Image: Nigel Farage at the launch of Reform UK’s plan to deport asylum seekers. Pic: PA
Asked if that was his message to the Reform leader, he said: “Well, it is. I mean, Mr Farage is saying the things he’s saying, but he is not offering any long-term solution to the big issues which are convulsing our world, which lead to this. And, I see no other way.”
Mr Farage, the MP for Clacton, was asked at a news conference this week what he would say if Christian leaders opposed his plan.
“Whoever the Christian leaders are at any given point in time, I think over the last decades, quite a few of them have been rather out of touch, perhaps with their own flock,” he said.
“We believe that what we’re offering is right and proper, and we believe for a political party that was founded around the slogan of family, community, country that we are doing right by all of those things, with these plans we put forward today.”
Sky News has approached Mr Farage for comment.
Farage won’t be greeting this as good news of the gospel – nor will govt ministers
When Tony Blair’s spin doctor Alastair Campbell told journalists that “We don’t do God”, many took it as a statement of ideology.
In fact it was the caution of a canny operator who knows that the most dangerous opponent in politics is a religious leader licensed to challenge your very morality.
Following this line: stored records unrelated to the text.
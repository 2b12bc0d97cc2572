//! Text formatting for terminal display.

use chrono::{DateTime, Utc};
use genwatch_shared::{
    dto::{
        AppGenerationResponse, Assignment, ChatMessage, CodeGenerationResponse, GenerationStatus,
        ImprovedMessage,
    },
    time::format_time_remaining,
};

use crate::{
    progress::{ConnectionPhase, ViewState},
    status::GenerationStep,
};

const RULE: &str = "============================================================";
const THIN_RULE: &str = "------------------------------------------------------------";

/// Formatter for progress snapshots
pub struct ProgressFormatter;

impl ProgressFormatter {
    /// Format a progress snapshot as a step list followed by the status line
    ///
    /// # Arguments
    ///
    /// * `state` - The snapshot to render
    ///
    /// # Returns
    ///
    /// A multi-line string with one line per generation step
    pub fn format_state(state: &ViewState) -> String {
        let mut output = String::new();
        output.push_str(&format!("{}\n", RULE));

        for step in GenerationStep::ALL {
            output.push_str(&format!(
                "{} {}\n",
                Self::step_marker(state, step),
                step.label()
            ));
        }

        output.push_str(&format!("{}\n", THIN_RULE));
        output.push_str(&format!(
            "[{}] {}\n",
            Self::phase_label(state.connection_phase),
            state.display_message
        ));
        if let Some(error) = &state.last_error
            && *error != state.display_message
        {
            output.push_str(&format!("last error: {}\n", error));
        }
        output.push_str(&format!("{}\n", RULE));
        output
    }

    /// Format a one-line status update for scrolling output
    pub fn format_update(state: &ViewState) -> String {
        let position = if state.step_index < 0 {
            "-".to_string()
        } else {
            format!("{}/{}", state.step_index + 1, GenerationStep::ALL.len())
        };
        format!(
            "[{}] step {} {}",
            Self::phase_label(state.connection_phase),
            position,
            state.display_message
        )
    }

    /// Label of a connection phase
    pub fn phase_label(phase: ConnectionPhase) -> &'static str {
        match phase {
            ConnectionPhase::Connecting => "connecting",
            ConnectionPhase::Connected => "connected",
            ConnectionPhase::Disconnected => "disconnected",
            ConnectionPhase::Error => "error",
            ConnectionPhase::Completed => "completed",
        }
    }

    fn step_marker(state: &ViewState, step: GenerationStep) -> &'static str {
        if state.connection_phase == ConnectionPhase::Error {
            return "[!]";
        }
        let index = step.index();
        if state.connection_phase == ConnectionPhase::Completed || index < state.step_index {
            "[x]"
        } else if index == state.step_index {
            "[>]"
        } else {
            "[ ]"
        }
    }
}

/// Formatter for assignment records
pub struct AssignmentFormatter;

impl AssignmentFormatter {
    /// Format one assignment as a single summary line
    ///
    /// # Arguments
    ///
    /// * `assignment` - The assignment to summarize
    /// * `now` - Current time, used for the remaining-time label
    pub fn format_summary(assignment: &Assignment, now: DateTime<Utc>) -> String {
        let deadline = assignment
            .completion_deadline
            .map(|deadline| format_time_remaining(deadline, now))
            .unwrap_or_else(|| "no deadline".to_string());
        format!(
            "#{:<5} {:<12} {} ({})",
            assignment.id,
            Self::status_label(assignment),
            assignment.subject,
            deadline
        )
    }

    /// Format a detail block for one assignment
    pub fn format_detail(assignment: &Assignment, now: DateTime<Utc>) -> String {
        let mut output = String::new();
        output.push_str(&format!("{}\n", RULE));
        output.push_str(&format!("#{} {}\n", assignment.id, assignment.subject));
        if let Some(kind) = assignment.assignment_type {
            output.push_str(&format!("type: {}\n", kind.label()));
        }
        output.push_str(&format!("status: {}\n", Self::status_label(assignment)));
        if let Some(deadline) = assignment.completion_deadline {
            output.push_str(&format!(
                "deadline: {} ({})\n",
                deadline.to_rfc3339(),
                format_time_remaining(deadline, now)
            ));
        }
        if let Some(expected) = assignment.expected_delivery_time {
            output.push_str(&format!("expected delivery: {}\n", expected.to_rfc3339()));
        }
        if let Some(repository) = &assignment.github_repository {
            output.push_str(&format!("repository: {}\n", repository));
        }
        if !assignment.description.is_empty() {
            output.push_str(&format!("{}\n{}\n", THIN_RULE, assignment.description));
        }
        if !assignment.assignment_files.is_empty() {
            output.push_str(&format!("{}\nfiles:\n", THIN_RULE));
            for file in &assignment.assignment_files {
                output.push_str(&format!("  - {}\n", file.file_name));
            }
        }
        if !assignment.submissions.is_empty() {
            output.push_str(&format!("submissions: {}\n", assignment.submissions.len()));
        }
        output.push_str(&format!("{}\n", RULE));
        output
    }

    /// Format a chat message
    pub fn format_chat_message(message: &ChatMessage) -> String {
        let sent_at = message
            .timestamp
            .map(|t| t.to_rfc3339())
            .unwrap_or_else(|| "unknown time".to_string());
        format!(
            "@{}: {}\nsent at {}\n",
            message.sender, message.content, sent_at
        )
    }

    /// Short status label, in the order the list page checks them
    pub fn status_label(assignment: &Assignment) -> &'static str {
        if assignment.completed {
            "completed"
        } else if assignment.generation_status == GenerationStatus::InProgress {
            "generating"
        } else if assignment.generation_status == GenerationStatus::Failed {
            "failed"
        } else if !assignment.has_deposit_been_paid {
            "unpaid"
        } else if assignment.has_revisions {
            "revisions"
        } else {
            "open"
        }
    }
}

/// Formatter for the AI helpers: message improvement, code and app generation
pub struct AssistantFormatter;

impl AssistantFormatter {
    /// Show a drafted message next to its suggested rewrite
    pub fn format_improvement(draft: &ImprovedMessage) -> String {
        let mut output = String::new();
        output.push_str(&format!("original: {}\n", draft.original));
        output.push_str(&format!("improved: {}\n", draft.improved));
        if !draft.can_deliver {
            let reason = draft
                .delivery_status
                .as_ref()
                .map(|status| status.message.as_str())
                .unwrap_or("The message cannot be delivered yet");
            output.push_str(&format!("note: {}\n", reason));
        }
        output
    }

    /// Generated code followed by the output of running it
    pub fn format_code(response: &CodeGenerationResponse) -> String {
        let mut output = String::new();
        output.push_str(&format!("{}\n", RULE));
        output.push_str(&response.code);
        if !response.code.ends_with('\n') {
            output.push('\n');
        }
        output.push_str(&format!("{}\noutput:\n", THIN_RULE));
        output.push_str(if response.output.is_empty() {
            "(no output)\n"
        } else {
            response.output.as_str()
        });
        if !output.ends_with('\n') {
            output.push('\n');
        }
        output.push_str(&format!("{}\n", RULE));
        output
    }

    /// Summary of a generated application: validation errors, files, services
    pub fn format_application(response: &AppGenerationResponse) -> String {
        let mut output = String::new();
        output.push_str(&format!("{}\n", RULE));
        if !response.message.is_empty() {
            output.push_str(&format!("{}\n", response.message));
        }
        if let Some(errors) = &response.validation_errors
            && !errors.is_empty()
        {
            output.push_str(&format!("{}\nvalidation errors:\n", THIN_RULE));
            for error in errors {
                output.push_str(&format!("[!] {}\n", error));
            }
        }
        if !response.files.is_empty() {
            output.push_str(&format!("{}\nfiles:\n", THIN_RULE));
            for (path, content) in &response.files {
                output.push_str(&format!("  - {} ({} lines)\n", path, content.lines().count()));
            }
        }
        if !response.services.is_empty() {
            output.push_str(&format!("{}\nservices:\n", THIN_RULE));
            for (name, service) in &response.services {
                let marker = if service.is_running() { "[x]" } else { "[!]" };
                output.push_str(&format!(
                    "{} {} {} ({})\n",
                    marker, name, service.url, service.status
                ));
            }
        }
        output.push_str(&format!("{}\n", RULE));
        output
    }
}
//! Server execution logic.

use std::{sync::Arc, time::Duration};

use axum::{
    Router,
    routing::{get, patch, post},
};
use genwatch_shared::time::{Clock, SystemClock};
use tokio::{net::TcpListener, sync::Mutex};
use tower_http::trace::TraceLayer;

use crate::store::AssignmentStore;

use super::{
    handler::{
        assignment_progress, confirm_chat_message, generate_application, generate_code,
        get_assignment, get_chat_messages, health_check, improve_chat_message, list_assignments,
        project_progress, start_generation, trigger_bidding,
    },
    signal::shutdown_signal,
    state::AppState,
};

/// Stub assignment backend
///
/// Serves the REST endpoints over an in-memory store and replays scripted
/// generation runs on the progress channels.
///
/// # Example
///
/// ```ignore
/// let server = Server::new(AssignmentStore::seeded(Utc::now()), Duration::from_secs(1), None);
/// server.run("127.0.0.1".to_string(), 8000).await?;
/// ```
pub struct Server {
    store: AssignmentStore,
    step_delay: Duration,
    token: Option<String>,
    clock: Arc<dyn Clock>,
}

impl Server {
    /// Create a new Server instance
    ///
    /// # Arguments
    ///
    /// * `store` - Initial assignments
    /// * `step_delay` - Pause between two replayed progress updates
    /// * `token` - Bearer token required by the REST endpoints; `None` accepts any request
    pub fn new(store: AssignmentStore, step_delay: Duration, token: Option<String>) -> Self {
        Self {
            store,
            step_delay,
            token,
            clock: Arc::new(SystemClock),
        }
    }

    /// Replace the clock used to timestamp created assignments and chat messages
    pub fn with_clock(mut self, clock: Arc<dyn Clock>) -> Self {
        self.clock = clock;
        self
    }

    /// Routes of the backend, sharing one state
    pub fn into_router(self) -> Router {
        let state = Arc::new(AppState {
            store: Mutex::new(self.store),
            step_delay: self.step_delay,
            token: self.token,
            clock: self.clock,
        });

        Router::new()
            // Progress channels
            .route("/assignments/{id}/generation/", get(assignment_progress))
            .route("/projects/{id}/progress/", get(project_progress))
            // REST API
            .route("/api/health", get(health_check))
            .route("/api/assignments/assignments/", get(list_assignments))
            .route("/api/assignments/assignments/{id}/", get(get_assignment))
            .route("/api/assignments/{id}/chat/messages/", get(get_chat_messages))
            .route(
                "/api/assignments/{id}/chat/improve/",
                post(improve_chat_message),
            )
            .route(
                "/api/assignments/{id}/chat/messages/{message_id}/",
                patch(confirm_chat_message),
            )
            .route("/api/assignments/trigger-bidding/", post(trigger_bidding))
            .route("/api/agents/generate/", post(start_generation))
            .route("/api/containers/generate", post(generate_code))
            .route(
                "/api/containers/generate-application",
                post(generate_application),
            )
            .layer(TraceLayer::new_for_http())
            .with_state(state)
    }

    /// Serve on an already bound listener until the process stops.
    pub async fn serve(self, listener: TcpListener) -> std::io::Result<()> {
        axum::serve(listener, self.into_router()).await
    }

    /// Run the backend
    ///
    /// # Arguments
    ///
    /// * `host` - The host address to bind to (e.g., "127.0.0.1")
    /// * `port` - The port number to bind to (e.g., 8000)
    ///
    /// # Errors
    ///
    /// Returns an error if the server fails to bind to the specified address or
    /// if there's an error during server execution.
    pub async fn run(self, host: String, port: u16) -> Result<(), Box<dyn std::error::Error>> {
        let bind_addr = format!("{}:{}", host, port);
        let listener = TcpListener::bind(&bind_addr).await?;
        let local_addr = listener.local_addr()?;

        tracing::info!("genwatch stub backend listening on {}", local_addr);
        tracing::info!("REST API: http://{}/api/", local_addr);
        tracing::info!(
            "Progress: ws://{}/assignments/{{id}}/generation/",
            local_addr
        );
        tracing::info!("Press Ctrl+C to shutdown gracefully");

        axum::serve(listener, self.into_router())
            .with_graceful_shutdown(shutdown_signal())
            .await?;

        tracing::info!("Server shutdown complete");

        Ok(())
    }
}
Stephen Cottrell, the Archbishop of York, currently the effective head of the worldwide Anglican communion, could not have been clearer in his denunciation of what he calls the Reform party’s “isolationist, short term, kneejerk ‘send them home'” approach to asylum and immigration.
I sense that having ruled himself out of the race for next Archbishop of Canterbury, Reverend Cottrell feels free to preach a liberal doctrine.
Unusually, in our interview he pinpoints a political leader as, in effect, failing to demonstrate Christian charity.
Nigel Farage, who describes himself as a practising Christian, won’t be greeting this as the good news of the gospel.
But government ministers will also be feeling nervous.
Battered for allowing record numbers of cross- Channel migrants, and facing legal battles on asylum hotels that may go all the way to the Supreme Court, Labour has tried to head off the Reform challenge with tougher language on border control.
The last thing the prime minister needs right now is to make an enemy of the Almighty – or at least of his representatives on Earth.